Industrial & Engineering Chemistry Research, Vol.57, No.31, 10464-10481, 2018
Development of a Rigorous Modeling Framework for Solvent-Based CO2 Capture. Part 2: Steady-State Validation and Uncertainty Quantification with Pilot Plant Data
The U.S. DOE's Carbon Capture Simulation Initiative (CCSI) has a strong focus on the development of state of the art process models for accelerating the development and commercialization of postcombustion carbon capture system technologies. One of CCSI's goals is the development of a process model that will serve not only as a definitive reference for benchmarking of the performance of solvent-based CO2 capture systems but also as a framework for the development of highly predictive models of advanced solvent systems. In Part 1 of this paper and previous work, submodels for the system were developed, including those for physical properties, kinetics, mass transfer, and column hydraulics, by calibrating model parameters to fit relevant experimental data.

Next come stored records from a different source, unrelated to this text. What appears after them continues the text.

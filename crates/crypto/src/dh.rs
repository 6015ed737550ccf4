//! Diffie-Hellman ueber Restklassen modulo einer Primzahl
//!
//! Beide Seiten potenzieren den oeffentlichen Wert der Gegenseite mit ihrem
//! privaten Exponenten und erhalten denselben Wert `g^(ab) mod p`. Dessen
//! Big-Endian-Darstellung in der Bytebreite von `p` wird zum AES-Schluessel,
//! deshalb muss `p` 128, 192 oder 256 Bit breit sein.

use num_bigint::{BigUint, RandBigInt, RandPrime};
use num_traits::One;
use rand::Rng;

use crate::error::{CryptoError, CryptoResult};
use crate::types::{pruefe_schluessel_laenge, CipherKey};

/// Erlaubte Primzahlbreiten (ergeben AES-128/192/256)
pub const PRIMZAHL_BITS: [usize; 3] = [128, 192, 256];

/// Parameter fuer die Erzeugung neuer DH-Parameter
#[derive(Debug, Clone, Copy, PartialEq, Eq)]
pub struct DhKonfig {
    /// Bitbreite der Primzahl `p`
    pub primzahl_bits: usize,
}

impl Default for DhKonfig {
    fn default() -> Self {
        Self { primzahl_bits: 256 }
    }
}

impl DhKonfig {
    pub fn neu(primzahl_bits: usize) -> CryptoResult<Self> {
        let konfig = Self { primzahl_bits };
        konfig.validieren()?;
        Ok(konfig)
    }

    pub fn validieren(&self) -> CryptoResult<()> {
        if PRIMZAHL_BITS.contains(&self.primzahl_bits) {
            Ok(())
        } else {
            Err(CryptoError::UngueltigeParameter(format!(
                "Primzahlbreite {} Bit nicht unterstuetzt (128, 192 oder 256)",
                self.primzahl_bits
            )))
        }
    }
}

// ---------------------------------------------------------------------------
// DhParameter
// ---------------------------------------------------------------------------

/// Oeffentliche Parameter: Primzahl-Modulus `p` und Generator `g`
#[derive(Debug, Clone, PartialEq, Eq)]
pub struct DhParameter {
    p: BigUint,
    g: BigUint,
}

impl DhParameter {
    /// Erzeugt eine frische Primzahl und einen zufaelligen Generator in `[2, p-2]`
    pub fn generieren<R: Rng + ?Sized>(konfig: &DhKonfig, rng: &mut R) -> CryptoResult<Self> {
        konfig.validieren()?;
        let p = rng.gen_prime(konfig.primzahl_bits);
        let g = rng.gen_biguint_range(&BigUint::from(2u32), &(&p - 1u32));
        tracing::debug!(bits = konfig.primzahl_bits, "DH-Parameter erzeugt");
        Ok(Self { p, g })
    }

    /// Uebernimmt vorgegebene Parameter (z.B. die des Initiators)
    ///
    /// Geprueft wird nur `p > 3` und `g mod p` nicht 0 oder 1; die
    /// Primalitaet von `p` prueft niemand.
    pub fn neu(p: BigUint, g: BigUint) -> CryptoResult<Self> {
        if p <= BigUint::from(3u32) {
            return Err(CryptoError::UngueltigeParameter(format!(
                "Modulus {p} zu klein"
            )));
        }
        if &g % &p <= BigUint::one() {
            return Err(CryptoError::UngueltigeParameter(format!(
                "Generator {g} ist modulo {p} trivial"
            )));
        }
        Ok(Self { p, g })
    }

    pub fn p(&self) -> &BigUint {
        &self.p
    }

    pub fn g(&self) -> &BigUint {
        &self.g
    }

    /// `p - 1`, die Ordnung der multiplikativen Gruppe
    pub fn p_minus_eins(&self) -> BigUint {
        &self.p - 1u32
    }

    /// Bytebreite von `p` und damit Laenge des abgeleiteten Schluessels
    pub fn schluessel_laenge(&self) -> usize {
        (self.p.bits() as usize).div_ceil(8)
    }

    /// `g^exponent mod p`
    pub fn potenz(&self, exponent: &BigUint) -> BigUint {
        self.g.modpow(exponent, &self.p)
    }

    /// Zufallszahl in `[2, p-2]`
    pub(crate) fn zufallsexponent<R: Rng + ?Sized>(&self, rng: &mut R) -> BigUint {
        rng.gen_biguint_range(&BigUint::from(2u32), &self.p_minus_eins())
    }
}

// ---------------------------------------------------------------------------
// DhSchluesselpaar
// ---------------------------------------------------------------------------

/// Lokales Schluesselmaterial einer Seite
pub struct DhSchluesselpaar {
    parameter: DhParameter,
    privat: BigUint,
    oeffentlich: BigUint,
    peer_wert: Option<BigUint>,
}

impl std::fmt::Debug for DhSchluesselpaar {
    fn fmt(&self, f: &mut std::fmt::Formatter<'_>) -> std::fmt::Result {
        f.debug_struct("DhSchluesselpaar")
            .field("parameter", &self.parameter)
            .field("privat", &"[REDACTED]")
            .field("oeffentlich", &self.oeffentlich)
            .field("peer_wert", &self.peer_wert)
            .finish()
    }
}

impl DhSchluesselpaar {
    /// Waehlt einen privaten Exponenten gleichverteilt in `[2, p-2]`
    pub fn zufaellig<R: Rng + ?Sized>(parameter: DhParameter, rng: &mut R) -> Self {
        let privat = parameter.zufallsexponent(rng);
        Self::aus_privatwert(parameter, privat)
    }

    /// Baut das Schluesselpaar aus einem vorgegebenen privaten Exponenten
    pub fn aus_privatwert(parameter: DhParameter, privat: BigUint) -> Self {
        let oeffentlich = parameter.potenz(&privat);
        Self {
            parameter,
            privat,
            oeffentlich,
            peer_wert: None,
        }
    }

    pub fn parameter(&self) -> &DhParameter {
        &self.parameter
    }

    /// Eigener oeffentlicher Wert `g^a mod p`
    pub fn oeffentlich(&self) -> &BigUint {
        &self.oeffentlich
    }

    pub fn peer_wert(&self) -> Option<&BigUint> {
        self.peer_wert.as_ref()
    }

    /// Speichert den oeffentlichen Wert der Gegenseite (muss in `[1, p-1]` liegen)
    pub fn peer_wert_annehmen(&mut self, wert: BigUint) -> CryptoResult<()> {
        if wert == BigUint::default() || wert >= self.parameter.p {
            return Err(CryptoError::UngueltigeParameter(format!(
                "Oeffentlicher Wert {wert} liegt nicht in [1, p-1]"
            )));
        }
        self.peer_wert = Some(wert);
        Ok(())
    }

    /// `peer_wert^a mod p`
    pub fn gemeinsamer_wert(&self) -> CryptoResult<BigUint> {
        let peer = self.peer_wert.as_ref().ok_or_else(|| {
            CryptoError::UngueltigeParameter("Oeffentlicher Wert der Gegenseite fehlt".into())
        })?;
        Ok(peer.modpow(&self.privat, &self.parameter.p))
    }

    /// Leitet das gemeinsame Geheimnis und den AES-Schluessel ab
    pub fn gemeinsames_geheimnis_ableiten(&self) -> CryptoResult<GemeinsamesGeheimnis> {
        let breite = self.parameter.schluessel_laenge();
        pruefe_schluessel_laenge(breite)?;

        let wert = self.gemeinsamer_wert()?;
        let bytes = wert.to_bytes_be();
        let mut schluessel = vec![0u8; breite - bytes.len()];
        schluessel.extend_from_slice(&bytes);

        Ok(GemeinsamesGeheimnis {
            wert,
            schluessel: CipherKey::neu(schluessel)?,
        })
    }
}

/// Ergebnis des Austauschs
#[derive(Debug, Clone)]
pub struct GemeinsamesGeheimnis {
    pub wert: BigUint,
    pub schluessel: CipherKey,
}

// ---------------------------------------------------------------------------
// Tests
// ---------------------------------------------------------------------------

#[cfg(test)]
mod tests {
    use super::*;
    use rand::rngs::StdRng;
    use rand::SeedableRng;

    fn zahl(n: u64) -> BigUint {
        BigUint::from(n)
    }

    #[test]
    fn bekannte_austauschwerte() {
        // (p, g, a, b) => (A, B, gemeinsamer Wert)
        let faelle: [(u64, u64, u64, u64, u64, u64, u64); 5] = [
            (23, 5, 6, 15, 8, 19, 2),
            (353, 3, 97, 233, 40, 248, 160),
            (265339, 9242968, 53516, 46844, 35113, 123415, 13749),
            (53, 17, 5, 7, 40, 6, 38),
            (123, 999, 74, 28, 33, 105, 57),
        ];

        for (p, g, a, b, erwartet_a, erwartet_b, erwartet_s) in faelle {
            let parameter = DhParameter::neu(zahl(p), zahl(g)).unwrap();
            let mut alice = DhSchluesselpaar::aus_privatwert(parameter.clone(), zahl(a));
            let mut bob = DhSchluesselpaar::aus_privatwert(parameter, zahl(b));

            assert_eq!(alice.oeffentlich(), &zahl(erwartet_a), "p = {p}");
            assert_eq!(bob.oeffentlich(), &zahl(erwartet_b), "p = {p}");

            alice.peer_wert_annehmen(bob.oeffentlich().clone()).unwrap();
            bob.peer_wert_annehmen(alice.oeffentlich().clone()).unwrap();

            assert_eq!(alice.gemeinsamer_wert().unwrap(), zahl(erwartet_s));
            assert_eq!(bob.gemeinsamer_wert().unwrap(), zahl(erwartet_s));
        }
    }

    #[test]
    fn generierte_parameter_ergeben_gleichen_schluessel() {
        let mut rng = StdRng::seed_from_u64(7);
        for bits in PRIMZAHL_BITS {
            let parameter = DhParameter::generieren(&DhKonfig::neu(bits).unwrap(), &mut rng).unwrap();
            assert_eq!(parameter.p().bits() as usize, bits);
            assert_eq!(parameter.schluessel_laenge(), bits / 8);

            let mut alice = DhSchluesselpaar::zufaellig(parameter.clone(), &mut rng);
            let mut bob = DhSchluesselpaar::zufaellig(parameter, &mut rng);
            alice.peer_wert_annehmen(bob.oeffentlich().clone()).unwrap();
            bob.peer_wert_annehmen(alice.oeffentlich().clone()).unwrap();

            let s_alice = alice.gemeinsames_geheimnis_ableiten().unwrap();
            let s_bob = bob.gemeinsames_geheimnis_ableiten().unwrap();
            assert_eq!(s_alice.wert, s_bob.wert);
            assert_eq!(s_alice.schluessel, s_bob.schluessel);
            assert_eq!(s_alice.schluessel.len(), bits / 8);
        }
    }

    #[test]
    fn kleiner_modulus_ergibt_konfigurationsfehler() {
        let parameter = DhParameter::neu(zahl(23), zahl(5)).unwrap();
        let mut alice = DhSchluesselpaar::aus_privatwert(parameter, zahl(6));
        alice.peer_wert_annehmen(zahl(19)).unwrap();
        assert!(matches!(
            alice.gemeinsames_geheimnis_ableiten(),
            Err(CryptoError::UngueltigeSchluesselLaenge { erhalten: 1 })
        ));
    }

    #[test]
    fn schluessel_wird_links_mit_nullen_aufgefuellt() {
        // Modulus mit 128 Bit, Geheimnis 1 => 15 fuehrende Nullbytes
        let p = (zahl(1) << 127usize) + zahl(45);
        let parameter = DhParameter::neu(p, zahl(3)).unwrap();
        let mut paar = DhSchluesselpaar::aus_privatwert(parameter, zahl(5));
        paar.peer_wert_annehmen(zahl(1)).unwrap();

        let geheimnis = paar.gemeinsames_geheimnis_ableiten().unwrap();
        let mut erwartet = vec![0u8; 16];
        erwartet[15] = 1;
        assert_eq!(geheimnis.schluessel.as_bytes(), &erwartet[..]);
    }

    #[test]
    fn peer_wert_ausserhalb_des_bereichs() {
        let parameter = DhParameter::neu(zahl(23), zahl(5)).unwrap();
        let mut paar = DhSchluesselpaar::aus_privatwert(parameter, zahl(6));
        assert!(paar.peer_wert_annehmen(zahl(0)).is_err());
        assert!(paar.peer_wert_annehmen(zahl(23)).is_err());
        assert!(paar.gemeinsamer_wert().is_err());
    }

    #[test]
    fn triviale_parameter_werden_abgelehnt() {
        assert!(DhParameter::neu(zahl(3), zahl(2)).is_err());
        assert!(DhParameter::neu(zahl(23), zahl(1)).is_err());
        assert!(DhParameter::neu(zahl(23), zahl(24)).is_err());
        assert!(DhParameter::neu(zahl(23), zahl(46)).is_err());
        assert!(DhKonfig::neu(100).is_err());
    }

    #[test]
    fn debug_verbirgt_privaten_exponenten() {
        let parameter = DhParameter::neu(zahl(23), zahl(5)).unwrap();
        let paar = DhSchluesselpaar::aus_privatwert(parameter, zahl(17));
        let text = format!("{:?}", paar);
        assert!(text.contains("REDACTED"));
        assert!(!text.contains("17"));
    }
}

For individual submodels, a Bayesian inference methodology was used to refine the estimates of the parameter values and to quantify the parametric uncertainty of the models. This work is focused on incorporating these submodels into a complete process model and validating this model with large scale pilot plant data from the Pilot Solvent Test Unit (PSTU) at the National Carbon Capture Center (NCCC). The model has been validated with data representing a wide range of operating conditions for absorber and stripper columns, including variable packing height and presence of intercooling in the absorber. The uncertainty in the solvent composition is measured by comparing the process measurements at NCCC to standard laboratory techniques of a known uncertainty. Through a sensitivity study, this measurement uncertainty is used to provide insight into some discrepancy between model and data. Parametric uncertainty for various submodel parameters has been propagated through the process model to assess the resulting uncertainty in the key model outputs. Finally, a variance-based sensitivity analysis is used to provide insight into the relative contributions of parameters from various submodels to the overall uncertainty of the process outputs in various operating regimes.